Monday, 30 August 2010: 4:30 PM
Alpine Ballroom A (Resort at Squaw Creek)
The mechanisms governing the daytime development of thermally driven circulations in idealized two-dimensional valleys are investigated by means of large eddy simulations. In particular, the impact of slope winds and turbulent convection on the heat transfer from the vicinity of the ground surface to the core of the valley atmosphere is examined. Subsidence in the valley core, arising to compensate the upward mass flux related to upslope flows, generates a top-down warming mechanism, as opposed to the bottom-up warming resulting from turbulent convection at the valley floor.
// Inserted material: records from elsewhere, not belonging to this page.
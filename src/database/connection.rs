use anyhow::{Context, Result};
use r2d2_sqlite::SqliteConnectionManager;

use super::setup;

pub type DbPool = r2d2::Pool<SqliteConnectionManager>;
pub type DbConn = r2d2::PooledConnection<SqliteConnectionManager>;

// A handful of connections is plenty: the API runs short point queries and
// the recalculation path holds a single writing transaction.
const MAX_POOL_SIZE: u32 = 8;

/// Opens the ladder database and applies the schema before the pool is
/// handed out, so every consumer sees the players and matches tables.
pub fn create_pool(database_path: &str) -> Result<DbPool> {
    let manager = SqliteConnectionManager::file(database_path);
    let pool = r2d2::Pool::builder()
        .max_size(MAX_POOL_SIZE)
        .build(manager)
        .with_context(|| format!("Failed to open ladder database at {database_path}"))?;

    let conn = get_connection(&pool)?;
    setup::init_database(&conn)?;

    Ok(pool)
}

pub fn get_connection(pool: &DbPool) -> Result<DbConn> {
    pool.get()
        .context("Failed to check out a ladder database connection")
}

#[cfg(test)]
mod tests {
    use super::*;
    use crate::database::players;

    #[test]
    fn pool_is_ready_for_queries_once_created() {
        let path = std::env::temp_dir().join(format!(
            "pingpong_ladder_pool_test_{}.db",
            std::process::id()
        ));
        let _ = std::fs::remove_file(&path);

        let pool = create_pool(path.to_str().unwrap()).unwrap();
        let conn = get_connection(&pool).unwrap();

        let player = players::insert_player(&conn, "alice", 1500.0).unwrap();
        let found = players::find_by_id(&conn, player.id).unwrap().unwrap();
        assert_eq!(found.name, "alice");
        assert_eq!(found.current_elo, 1500.0);

        drop(conn);
        drop(pool);
        let _ = std::fs::remove_file(&path);
    }
}
pub const MANIFEST_READS_COUNTER: &str = "manifest_reads_total";
pub const FLAG_READS_COUNTER: &str = "manifest_flag_reads_total";
pub const FLAGS_CREATED_COUNTER: &str = "manifest_flags_created_total";
pub const FLAGS_UPDATED_COUNTER: &str = "manifest_flags_updated_total";
pub const FLAGS_DELETED_COUNTER: &str = "manifest_flags_deleted_total";
pub const FLAG_REQUEST_ERROR_COUNTER: &str = "manifest_request_error_total";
Advective top-down warming and convective bottom-up warming are shown to antagonize each other, the former prevailing in the morning and the latter in the afternoon. An evaluation of the depth of the atmospheric layer affected by the slope wind system is also provided. The free atmosphere descent mechanism first described by Whiteman and McKee (1982) does not seem to affect the entire air column up to indefinite heights: rather, it appears to be limited to the depth below the level of neutral buoyancy of air parcels in the thermal plumes devoloping on mountain tops. Due to the occurrence of slope circulations, the boundary layer appears to have peculiar features in mountainous regions: the valley boundary layer (VBL) may include a CBL, but is not limited to it. Elevated layers, where the atmosphere is warmed and becomes weakly turbulent due to advection of heat and TKE, are also included in it. A non-turbulent stable region where air subsides towards the valley floor to compensate upward motion along the slopes is also embedded in the VBL, at least in the early stages of its development. As the daily heating cycle progresses, the CBL and elevated stable layers may merge into a unique mixed layer. These features are consistent with previous findings from airborne measurements.